Originally Posted by
Dana
The coldwater sandwich effect varies with make & model, the temperature of the incoming water, the temperature of the incoming combustion air, and the sensitivity of the user. Some have inordinately long startup times which makes it dead-obvious, but none of the big 3 (Noritz, Rinnai, & Takagi) that I've used have truly egregious models.
Old-skool 78-80% standing pilot versions have NO discernable coldwater sandwich (no flue purge, no ignition delay= no problem!)

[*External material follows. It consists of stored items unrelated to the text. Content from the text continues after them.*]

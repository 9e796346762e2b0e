//! User-facing formatting of distances and durations.

use serde::{Deserialize, Serialize};

const METERS_PER_MILE: f64 = 1609.344;

/// Unit system for displayed distances.
#[derive(Debug, Clone, Copy, Default, PartialEq, Eq, Serialize, Deserialize)]
#[serde(rename_all = "snake_case")]
pub enum DistanceUnit {
    Metric,
    #[default]
    Imperial,
}

/// Format a distance in kilometers or miles, with at most one decimal.
pub fn format_distance(meters: f64, unit: DistanceUnit) -> String {
    let (value, suffix) = match unit {
        DistanceUnit::Metric => (meters / 1000.0, "km"),
        DistanceUnit::Imperial => (meters / METERS_PER_MILE, "mi"),
    };
    format!("{} {suffix}", one_decimal(value))
}

/// Round to one decimal and drop a trailing ".0".
fn one_decimal(value: f64) -> String {
    let rounded = (value * 10.0).round() / 10.0;
    if rounded.fract() == 0.0 {
        format!("{rounded:.0}")
    } else {
        format!("{rounded:.1}")
    }
}

/// Format a duration as hours and minutes, e.g. "1 hr, 5 min".
pub fn format_interval(seconds: f64) -> String {
    let total_minutes = (seconds.max(0.0) / 60.0).round() as u64;
    let hours = total_minutes / 60;
    let minutes = total_minutes % 60;

    match (hours, minutes) {
        (0, m) => format!("{m} min"),
        (h, 0) => format!("{h} hr"),
        (h, m) => format!("{h} hr, {m} min"),
    }
}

TK2s use room air for combustion, so if it's in a 65-70F house the chilling effect of the flue purge & resulting coldwater sandwich is dramatically LESS than it's twin-sister the (sealed combustion direct-vented) KD20 in mid winter when it -5F out, but about the same in the warmer months. (Me, I don't care- my KD20 is only sending those 6-8 ounces of cooler water to a 48 gallon buffer tank of ~130F water, never to a handwashing faucet. :-) )
The coldwater sandwich issue is real, but not nearly as obnoxious in most cases as the tankless critics make it out to be. (It's a princess & pea thing, IMHO.) The flameout & loss of temperature regulation at very low flow in warmwater areas is a bigger deal, but even that isn't very significant (rare, if your lowest modulated input is 20K or less.)